Thanks! I agree, and separating my code from the presentation is exactly what I am trying to do. I basically wrote my own template library, so now I am just trying to clean that code up a bit. After I posted I dug a little harder and found that you could use HTML::TreeBuilder/HTML::Element (push_content) to create HTML documents as well. But I took a look at CGI:HTML as you suggested and it suggested HTML::Tiny, and that looks exactly like what I am looking for. In my application in some places I also generate HTML and then use HTMLDOC to convert it to a PDF, so this will come in handy there as well.

"help you build a static HTML document" from what? Data? Code? An example of what you are trying to do would go a long way toward making your question more answerable.

I built a framework where you create a database table and then you get online forms to go with it. Sort of a limited version of MS Access where the forms are on the web browser. Metadata about forms (titles, button and field names an locations, permissions, etc) are also stored in tables, so there is no hard coded UI elements. All UI is generated dynamically from data in tables for every request.

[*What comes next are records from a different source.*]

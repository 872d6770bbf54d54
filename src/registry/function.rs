//! Function trait and registry for built-in decimal functions

use crate::error::CalcError;
use crate::registry::signature::FunctionSignature;
use rust_decimal::Decimal;
use rustc_hash::FxHashMap;
use std::sync::Arc;

/// Result type for function evaluation
pub type FunctionResult<T> = Result<T, FunctionError>;

/// Function evaluation errors
#[derive(thiserror::Error, Debug, Clone, PartialEq)]
pub enum FunctionError {
    /// Invalid number of arguments
    #[error("Function '{name}' expects {min}{} arguments, got {actual}",
            max.map(|m| if m == *min { String::new() } else { format!("-{m}") })
               .unwrap_or_else(|| String::from(" or more")))]
    InvalidArity {
        /// Function name
        name: String,
        /// Minimum arguments
        min: usize,
        /// Maximum arguments (None for unlimited)
        max: Option<usize>,
        /// Actual arguments provided
        actual: usize,
    },

    /// Invalid argument value
    #[error("Function '{name}' argument {index}: {message}")]
    InvalidArgument {
        /// Function name
        name: String,
        /// 0-based argument index
        index: usize,
        /// Error message
        message: String,
    },

    /// Runtime evaluation error
    #[error("Function '{name}' evaluation error: {message}")]
    EvaluationError {
        /// Function name
        name: String,
        /// Error message
        message: String,
    },
}

impl From<FunctionError> for CalcError {
    fn from(err: FunctionError) -> Self {
        // The full message keeps the function name for the caller.
        CalcError::evaluation_error(err.to_string())
    }
}

/// A pure function over decimal arguments
pub trait CalcFunction: Send + Sync {
    /// Function name as written in expressions
    fn name(&self) -> &str;

    /// Arity contract
    fn signature(&self) -> &FunctionSignature;

    /// Short documentation string
    fn documentation(&self) -> &str {
        ""
    }

    /// Evaluate with already-validated arguments
    fn evaluate(&self, args: &[Decimal]) -> FunctionResult<Decimal>;

    /// Check the argument count against the signature
    fn validate_args(&self, args: &[Decimal]) -> FunctionResult<()> {
        let sig = self.signature();
        if sig.matches(args.len()) {
            Ok(())
        } else {
            Err(FunctionError::InvalidArity {
                name: self.name().to_string(),
                min: sig.min_arity,
                max: sig.max_arity,
                actual: args.len(),
            })
        }
    }
}

/// Registry of built-in functions, keyed by name
#[derive(Clone, Default)]
pub struct FunctionRegistry {
    functions: FxHashMap<String, Arc<dyn CalcFunction>>,
}

impl FunctionRegistry {
    /// Create an empty registry
    pub fn new() -> Self {
        Self::default()
    }

    /// Create a registry populated with the standard function library
    pub fn standard() -> Self {
        let mut registry = Self::new();
        crate::registry::functions::register_builtins(&mut registry);
        registry
    }

    /// Register a function, replacing any previous entry with the same name
    pub fn register<F: CalcFunction + 'static>(&mut self, function: F) {
        self.functions
            .insert(function.name().to_string(), Arc::new(function));
    }

    /// Look up a function by name
    pub fn get(&self, name: &str) -> Option<&Arc<dyn CalcFunction>> {
        self.functions.get(name)
    }

    /// Check whether a function is registered
    pub fn contains(&self, name: &str) -> bool {
        self.functions.contains_key(name)
    }

    /// Number of registered functions
    pub fn len(&self) -> usize {
        self.functions.len()
    }

    /// Check whether the registry is empty
    pub fn is_empty(&self) -> bool {
        self.functions.is_empty()
    }

    /// Registered function names, sorted for stable output
    pub fn names(&self) -> Vec<&str> {
        let mut names: Vec<&str> = self.functions.keys().map(String::as_str).collect();
        names.sort_unstable();
        names
    }
}

impl std::fmt::Debug for FunctionRegistry {
    fn fmt(&self, f: &mut std::fmt::Formatter<'_>) -> std::fmt::Result {
        f.debug_struct("FunctionRegistry")
            .field("len", &self.functions.len())
            .finish()
    }
}
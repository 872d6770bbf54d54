//! Error types for calculator operations
//!
//! All failures surface as one `CalcError` family so callers can catch
//! broadly or match on a specific kind. Messages are human-readable; there
//! are no numeric error codes.

use thiserror::Error;

/// Result type alias for calculator operations
pub type Result<T> = std::result::Result<T, CalcError>;

/// Error type covering every calculator failure mode
#[derive(Error, Debug, Clone, PartialEq)]
pub enum CalcError {
    /// Malformed syntax: unknown character, unbalanced parentheses,
    /// unexpected or trailing tokens, empty expression
    #[error("Parse error at position {position}: {message}")]
    ParseError {
        /// 0-based offset in the input where the error occurred
        position: usize,
        /// Human-readable error message
        message: String,
    },

    /// Identifier with no resolvable binding anywhere (persistent,
    /// transient, or external context)
    #[error("Variable '{name}' not found")]
    VariableNotFound {
        /// Name of the unresolved variable
        name: String,
    },

    /// Function-call identifier matching none of the resolution tiers
    #[error("Function '{name}' not found")]
    FunctionNotFound {
        /// Name of the unresolved function
        name: String,
    },

    /// Denominator or modulus evaluating to exactly zero
    #[error("Division by zero")]
    DivisionByZero,

    /// Domain violations in library functions, custom/external function
    /// failures, and power-operation overflow, with the originating
    /// message preserved
    #[error("Evaluation error: {message}")]
    EvaluationError {
        /// Human-readable evaluation error message
        message: String,
    },
}

impl CalcError {
    /// Create a parse error
    pub fn parse_error(position: usize, message: impl Into<String>) -> Self {
        Self::ParseError {
            position,
            message: message.into(),
        }
    }

    /// Create a variable-not-found error
    pub fn variable_not_found(name: impl Into<String>) -> Self {
        Self::VariableNotFound { name: name.into() }
    }

    /// Create a function-not-found error
    pub fn function_not_found(name: impl Into<String>) -> Self {
        Self::FunctionNotFound { name: name.into() }
    }

    /// Create a division-by-zero error
    pub fn division_by_zero() -> Self {
        Self::DivisionByZero
    }

    /// Create an evaluation error
    pub fn evaluation_error(message: impl Into<String>) -> Self {
        Self::EvaluationError {
            message: message.into(),
        }
    }
}

#[cfg(test)]
mod tests {
    use super::*;

    #[test]
    fn test_error_constructors() {
        let parse_err = CalcError::parse_error(5, "unexpected token");
        assert!(matches!(
            parse_err,
            CalcError::ParseError { position: 5, .. }
        ));

        let var_err = CalcError::variable_not_found("GROSS");
        assert!(matches!(var_err, CalcError::VariableNotFound { .. }));

        let func_err = CalcError::function_not_found("frobnicate");
        assert!(matches!(func_err, CalcError::FunctionNotFound { .. }));

        let div_err = CalcError::division_by_zero();
        assert!(matches!(div_err, CalcError::DivisionByZero));
    }

    #[test]
    fn test_error_display() {
        let err = CalcError::parse_error(2, "unexpected character '&'");
        assert_eq!(
            err.to_string(),
            "Parse error at position 2: unexpected character '&'"
        );

        let err = CalcError::variable_not_found("NET_SALARY");
        assert!(err.to_string().contains("NET_SALARY"));

        let err = CalcError::evaluation_error("factorial of negative number");
        assert!(err.to_string().contains("factorial of negative number"));
    }
}
/// Normalize an expression before cache-key construction and tokenizing:
/// collapse whitespace runs and rewrite `**` to `^`, so spelling
/// differences do not defeat the cache or change the token stream
pub fn normalize_expression(expression: &str) -> String {
    expression
        .split_whitespace()
        .collect::<Vec<_>>()
        .join(" ")
        .replace("**", "^")
}

/// Safe expression calculator over arbitrary-precision decimals
pub struct Calculator {
    /// Persistent bindings; constants are seeded at construction
    variables: RwLock<FxHashMap<String, Decimal>>,
    registry: Arc<FunctionRegistry>,
    custom: RwLock<FxHashMap<String, CustomFunction>>,
    external: RwLock<Option<Arc<dyn PayrollContext>>>,
    cache: ResultCache,
    counters: Mutex<PerfCounters>,
    max_depth: usize,
}

impl Default for Calculator {
    fn default() -> Self {
        Self::new()
    }
}

impl Calculator {
    /// Create a calculator with default configuration
    pub fn new() -> Self {
        Self::with_config(CalculatorConfig::default())
    }

    /// Create a calculator with explicit configuration
    pub fn with_config(config: CalculatorConfig) -> Self {
        let mut variables = FxHashMap::default();
        variables.insert("PI".to_string(), Decimal::PI);
        variables.insert("E".to_string(), Decimal::E);
        variables.insert("TAU".to_string(), Decimal::TWO_PI);

        Self {
            variables: RwLock::new(variables),
            registry: standard_registry(),
            custom: RwLock::new(FxHashMap::default()),
            external: RwLock::new(None),
            cache: ResultCache::new(config.cache),
            counters: Mutex::new(PerfCounters::default()),
            max_depth: config.max_depth,
        }
    }

    /// Evaluate an expression to a decimal
    ///
    /// `variables` is a transient override set merged over the persistent
    /// bindings for this call only; persistent bindings are never touched,
    /// on success or failure. With `use_cache`, a hit returns the cached
    /// decimal without tokenizing or parsing at all.
    pub fn evaluate(
        &self,
        expression: &str,
        variables: Option<&HashMap<String, Decimal>>,
        use_cache: bool,
    ) -> Result<Decimal> {
        let started = Instant::now();
        let result = self.evaluate_inner(expression, variables, use_cache);

        let mut counters = self.counters.lock();
        counters.evaluations += 1;
        counters.total_time += started.elapsed();
        if let Err(err) = &result {
            counters.errors += 1;
            log::warn!("evaluation of '{expression}' failed: {err}");
        }
        result
    }

    fn evaluate_inner(
        &self,
        expression: &str,
        variables: Option<&HashMap<String, Decimal>>,
        use_cache: bool,
    ) -> Result<Decimal> {
        let normalized = normalize_expression(expression);

        let persistent = self.variables.read();
        let key = use_cache.then(|| cache_key(&normalized, &persistent, variables));
        if let Some(key) = &key
            && let Some(value) = self.cache.get(key)
        {
            log::debug!("cache hit for '{normalized}'");
            return Ok(value);
        }

        let tokens = tokenize(&normalized)?;
        let external = self.external.read().clone();
        let custom = self.custom.read();
        let scope = EvalScope::new(
            &persistent,
            variables,
            &self.registry,
            &custom,
            external.as_deref(),
        );
        let value = evaluate_tokens(&tokens, &scope, self.max_depth)?;

        if let Some(key) = key {
            self.cache.put(key, value);
        }
        Ok(value)
    }

    /// Check an expression without requiring its variables to be bound
    ///
    /// Undefined variables are bound to zero for the duration of the check
    /// only, so grammar-level problems are found independently of whether
    /// the caller has supplied real values yet. An expression that parses
    /// but references unbound variables is still reported invalid, listing
    /// the missing names.
    pub fn validate_expression(&self, expression: &str) -> (bool, String) {
        let normalized = normalize_expression(expression);
        let tokens = match tokenize(&normalized) {
            Ok(tokens) => tokens,
            Err(err) => return (false, err.to_string()),
        };

        let persistent = self.variables.read();
        let external = self.external.read().clone();
        let custom = self.custom.read();
        let scope = EvalScope::new(
            &persistent,
            None,
            &self.registry,
            &custom,
            external.as_deref(),
        );

        match evaluate_tokens_lenient(&tokens, &scope, self.max_depth) {
            Err(err) => (false, err.to_string()),
            Ok((_, missing)) if missing.is_empty() => (true, "expression is valid".to_string()),
            Ok((_, missing)) => (false, format!("undefined variables: {}", missing.join(", "))),
        }
    }

    /// Static analysis of what an expression requires: distinct variable
    /// and function names in first-seen order, with no evaluation
    pub fn expression_dependencies(&self, expression: &str) -> Result<ExpressionDependencies> {
        let normalized = normalize_expression(expression);
        let tokens = tokenize(&normalized)?;

        let mut deps = ExpressionDependencies::default();
        for token in &tokens {
            match token.kind {
                TokenKind::Variable => {
                    if !deps.variables.iter().any(|name| name == token.text) {
                        deps.variables.push(token.text.to_string());
                    }
                }
                TokenKind::Function => {
                    if !deps.functions.iter().any(|name| name == token.text) {
                        deps.functions.push(token.text.to_string());
                    }
                }
                _ => {}
            }
        }
        Ok(deps)
    }

    /// Set a persistent variable binding
    pub fn set_variable(&self, name: impl Into<String>, value: impl Into<Decimal>) {
        self.variables.write().insert(name.into(), value.into());
    }

    /// Set several persistent variable bindings at once
    pub fn set_variables(&self, bindings: &HashMap<String, Decimal>) {
        let mut variables = self.variables.write();
        for (name, &value) in bindings {
            variables.insert(name.clone(), value);
        }
    }

    /// Look up a variable in the persistent bindings, then the external
    /// context
    pub fn get_variable(&self, name: &str) -> Result<Decimal> {
        if let Some(&value) = self.variables.read().get(name) {
            return Ok(value);
        }
        if let Some(external) = self.external.read().as_ref()
            && let Some(value) = external.variable(name)
        {
            return Ok(value);
        }
        Err(CalcError::variable_not_found(name))
    }

    /// Register a custom function; the callable receives positional decimal
    /// arguments
    pub fn add_custom_function<F>(&self, name: impl Into<String>, function: F)
    where
        F: Fn(&[Decimal]) -> Result<Decimal> + Send + Sync + 'static,
    {
        self.custom.write().insert(name.into(), Arc::new(function));
    }

    /// Attach the external payroll context; reserved three-character codes
    /// route exclusively through it from then on
    pub fn set_payroll_context(&self, context: Arc<dyn PayrollContext>) {
        *self.external.write() = Some(context);
    }

    /// Snapshot the performance counters
    pub fn performance_stats(&self) -> PerformanceStats {
        let counters = self.counters.lock();
        let cache = self.cache.snapshot();
        let total_ms = counters.total_time.as_secs_f64() * 1000.0;

        PerformanceStats {
            evaluations: counters.evaluations,
            errors: counters.errors,
            cache_hits: cache.hits,
            cache_misses: cache.misses,
            cache_hit_rate: cache.hit_rate,
            cache_size: cache.size,
            total_evaluation_time_ms: total_ms,
            avg_evaluation_time_ms: if counters.evaluations == 0 {
                0.0
            } else {
                total_ms / counters.evaluations as f64
            },
        }
    }

    /// Zero the evaluation and error counters; cache counters are reset by
    /// [`Calculator::clear_cache`]
    pub fn reset_performance_stats(&self) {
        *self.counters.lock() = PerfCounters::default();
    }

    /// Drop all cached results and reset cache counters
    pub fn clear_cache(&self) {
        self.cache.clear();
    }

    /// Snapshot the result cache
    pub fn cache_stats(&self) -> CacheSnapshot {
        self.cache.snapshot()
    }
}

There is generic code to search, display, edit, print, export, etc but when needed you can override the default code to do something more specific like a complicated report that joins tables. I currently generate the HTML to present to the user by just concatenating HTML tags into a string, and then returning the string. I also print the forms by generating similar HTML in a similar way and then use HTMLDOC to generate a PDF. HTML::Tiny should clean that both of those processes up.

I agree with choroba's response, and would add a note of support to look at Template::Toolkit. Template::Toolkit is one of the most elegant templating solutions out there for a programmer that needs to output HTML. I say this from long experience with many libraries, languages, and operating systems. I have often considered porting TT to C or Python. Good luck with your project.

I used Mojo::Template and Mojo::DOM for non Mojolicious apps and been happy with those. I think it was for emails generation.

@smonff This issue using Mojo::Template and Mojo::DOM is you have to pull in Mojolicious. In thin environments that can be undesirable.